What to work on =
Every line that holds the word "format" needs to be copied from the data below.

Stored data
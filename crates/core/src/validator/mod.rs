//! Statement validation: the first line of defense for untrusted SQL.
//!
//! Pure functions over the input string, no I/O and no shared state, safe to
//! call concurrently without synchronization. Anything that is not a single
//! read-only query is rejected before it can touch the engine.

mod rules;
mod shape;

pub use rules::{scan, SecurityViolation, Severity, ViolationKind};
pub use shape::ParsedQueryShape;

use keel_error::{ErrorCode, KeelError};
use sqlparser::ast::Statement;
use sqlparser::dialect::GenericDialect;
use sqlparser::parser::Parser;

/// The outcome of validating one raw SQL string. Produced once per input,
/// never persisted.
#[derive(Debug, Clone)]
pub struct ValidationResult {
    pub is_valid: bool,
    /// Canonical rendering of the accepted statement; `None` on rejection
    pub normalized_sql: Option<String>,
    pub errors: Vec<String>,
    pub warnings: Vec<String>,
    pub violations: Vec<SecurityViolation>,
    pub parsed: Option<ParsedQueryShape>,
}

impl ValidationResult {
    fn rejected(errors: Vec<String>, warnings: Vec<String>, violations: Vec<SecurityViolation>) -> Self {
        Self {
            is_valid: false,
            normalized_sql: None,
            errors,
            warnings,
            violations,
            parsed: None,
        }
    }
}

/// Validate one raw SQL string.
///
/// Comments are stripped before inspection; the dangerous-pattern rules run
/// against the stripped text regardless of statement kind; only a single
/// read-only query (optionally introduced by a CTE prefix) is accepted.
pub fn validate(sql: &str) -> ValidationResult {
    if sql.trim().is_empty() {
        return ValidationResult::rejected(
            vec!["Empty or whitespace-only statement".to_string()],
            Vec::new(),
            Vec::new(),
        );
    }

    let (stripped, mut warnings) = strip_comments(sql);

    let mut violations = rules::scan(&stripped);
    if let Some(position) = find_statement_terminator(&stripped) {
        violations.push(SecurityViolation {
            kind: ViolationKind::StackedStatements,
            description: "Multiple statements in one request".to_string(),
            severity: Severity::Error,
            position: Some(position),
        });
    }

    let mut errors = Vec::new();
    let mut normalized_sql = None;
    let mut parsed = None;

    match Parser::parse_sql(&GenericDialect {}, &stripped) {
        Err(e) => errors.push(format!("SQL parse error: {}", e)),
        Ok(statements) => match statements.as_slice() {
            [] => errors.push("No executable statement found".to_string()),
            [Statement::Query(query)] => {
                let statement = Statement::Query(query.clone());
                parsed = Some(shape::extract(&statement, query));
                normalized_sql = Some(statement.to_string());
            }
            [other] => violations.push(SecurityViolation {
                kind: ViolationKind::DisallowedStatement,
                description: format!(
                    "Only read-only queries are permitted, found {}",
                    statement_kind_name(other)
                ),
                severity: Severity::Error,
                position: Some(0),
            }),
            _ => {
                // The lexical scan normally catches stacking first
                if !violations
                    .iter()
                    .any(|v| v.kind == ViolationKind::StackedStatements)
                {
                    violations.push(SecurityViolation {
                        kind: ViolationKind::StackedStatements,
                        description: "Multiple statements in one request".to_string(),
                        severity: Severity::Error,
                        position: None,
                    });
                }
            }
        },
    }

    for violation in &violations {
        if violation.severity == Severity::Warning {
            warnings.push(violation.description.clone());
        }
    }

    let is_valid = errors.is_empty()
        && !violations
            .iter()
            .any(|v| v.severity == Severity::Error);

    ValidationResult {
        normalized_sql: if is_valid { normalized_sql } else { None },
        parsed: if is_valid { parsed } else { None },
        is_valid,
        errors,
        warnings,
        violations,
    }
}

/// Typed-error adapter over [`validate`] for callers composing with `?`.
/// Returns the normalized SQL on success.
pub fn try_validate(sql: &str) -> keel_error::Result<String> {
    let report = validate(sql);
    if report.is_valid {
        if let Some(normalized) = report.normalized_sql {
            return Ok(normalized);
        }
    }
    Err(rejection_error(&report))
}

/// Convert a failed report into the structured error a caller receives.
pub fn rejection_error(report: &ValidationResult) -> KeelError {
    if let Some(violation) = report
        .violations
        .iter()
        .find(|v| v.severity == Severity::Error)
    {
        let code = match violation.kind {
            ViolationKind::DisallowedStatement => ErrorCode::DisallowedStatement,
            ViolationKind::StackedStatements => ErrorCode::StackedStatements,
            _ => ErrorCode::DangerousPattern,
        };
        let mut err = KeelError::new(code, violation.description.clone())
            .with_suggestion("Rewrite the request as a single read-only SELECT statement");
        if let Some(position) = violation.position {
            err = err.at_position(position);
        }
        return err;
    }

    if let Some(message) = report.errors.first() {
        let code = if message.contains("Empty or whitespace-only") {
            ErrorCode::EmptyStatement
        } else {
            ErrorCode::SyntaxError
        };
        return KeelError::new(code, message.clone())
            .with_suggestion("Check the SQL syntax near the reported location");
    }

    KeelError::new(ErrorCode::Unknown, "Validation failed")
}

/// Strip `--`, `#` and `/* */` comments, string-literal aware. Block
/// comments nest (DuckDB semantics). Each comment is replaced by a single
/// space so token boundaries survive. Returns the stripped text plus any
/// warnings raised while scanning.
fn strip_comments(sql: &str) -> (String, Vec<String>) {
    let bytes = sql.as_bytes();
    let mut out = String::with_capacity(sql.len());
    let mut warnings = Vec::new();
    let mut i = 0;

    while i < bytes.len() {
        let c = bytes[i];
        match c {
            b'\'' | b'"' => {
                let quote = c;
                let start = i;
                i += 1;
                while i < bytes.len() {
                    if bytes[i] == quote {
                        // Doubled quote is an escaped quote, keep scanning
                        if i + 1 < bytes.len() && bytes[i + 1] == quote {
                            i += 2;
                            continue;
                        }
                        i += 1;
                        break;
                    }
                    i += 1;
                }
                out.push_str(&sql[start..i]);
            }
            b'-' if i + 1 < bytes.len() && bytes[i + 1] == b'-' => {
                while i < bytes.len() && bytes[i] != b'\n' {
                    i += 1;
                }
                out.push(' ');
            }
            b'#' => {
                while i < bytes.len() && bytes[i] != b'\n' {
                    i += 1;
                }
                out.push(' ');
            }
            b'/' if i + 1 < bytes.len() && bytes[i + 1] == b'*' => {
                let mut depth = 1;
                i += 2;
                while i < bytes.len() && depth > 0 {
                    if bytes[i] == b'/' && i + 1 < bytes.len() && bytes[i + 1] == b'*' {
                        depth += 1;
                        i += 2;
                    } else if bytes[i] == b'*' && i + 1 < bytes.len() && bytes[i + 1] == b'/' {
                        depth -= 1;
                        i += 2;
                    } else {
                        i += 1;
                    }
                }
                if depth > 0 {
                    warnings.push("Unterminated block comment".to_string());
                }
                out.push(' ');
            }
            _ => {
                // Multi-byte UTF-8 sequences pass through untouched
                let ch_len = utf8_len(c);
                out.push_str(&sql[i..i + ch_len]);
                i += ch_len;
            }
        }
    }

    (out, warnings)
}

fn utf8_len(first_byte: u8) -> usize {
    match first_byte {
        b if b < 0x80 => 1,
        b if b >= 0xF0 => 4,
        b if b >= 0xE0 => 3,
        _ => 2,
    }
}

/// Find a statement terminator followed by more content (string-aware).
/// A single trailing `;` is tolerated.
fn find_statement_terminator(stripped: &str) -> Option<usize> {
    let bytes = stripped.as_bytes();
    let mut i = 0;
    while i < bytes.len() {
        match bytes[i] {
            quote @ (b'\'' | b'"') => {
                i += 1;
                while i < bytes.len() {
                    if bytes[i] == quote {
                        if i + 1 < bytes.len() && bytes[i + 1] == quote {
                            i += 2;
                            continue;
                        }
                        break;
                    }
                    i += 1;
                }
            }
            b';' => {
                if stripped[i + 1..].trim().is_empty() {
                    return None;
                }
                return Some(i);
            }
            _ => {}
        }
        i += 1;
    }
    None
}

fn statement_kind_name(statement: &Statement) -> &'static str {
    match statement {
        Statement::Insert { .. } => "INSERT",
        Statement::Update { .. } => "UPDATE",
        Statement::Delete { .. } => "DELETE",
        Statement::CreateTable { .. } => "CREATE TABLE",
        Statement::CreateView { .. } => "CREATE VIEW",
        Statement::CreateIndex { .. } => "CREATE INDEX",
        Statement::CreateSchema { .. } => "CREATE SCHEMA",
        Statement::AlterTable { .. } => "ALTER TABLE",
        Statement::Drop { .. } => "DROP",
        Statement::Truncate { .. } => "TRUNCATE",
        Statement::Copy { .. } => "COPY",
        Statement::Call { .. } => "CALL",
        Statement::StartTransaction { .. } => "START TRANSACTION",
        Statement::Commit { .. } => "COMMIT",
        Statement::Rollback { .. } => "ROLLBACK",
        Statement::SetVariable { .. } => "SET",
        Statement::Pragma { .. } => "PRAGMA",
        Statement::Install { .. } => "INSTALL",
        Statement::Load { .. } => "LOAD",
        Statement::Explain { .. } => "EXPLAIN",
        Statement::AttachDatabase { .. } => "ATTACH",
        Statement::Grant { .. } => "GRANT",
        Statement::Revoke { .. } => "REVOKE",
        Statement::Merge { .. } => "MERGE",
        Statement::Analyze { .. } => "ANALYZE",
        _ => "a non-query statement",
    }
}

Result of this exercise =
        Err(e) => errors.push(format!("SQL parse error: {}", e)),
                description: format!(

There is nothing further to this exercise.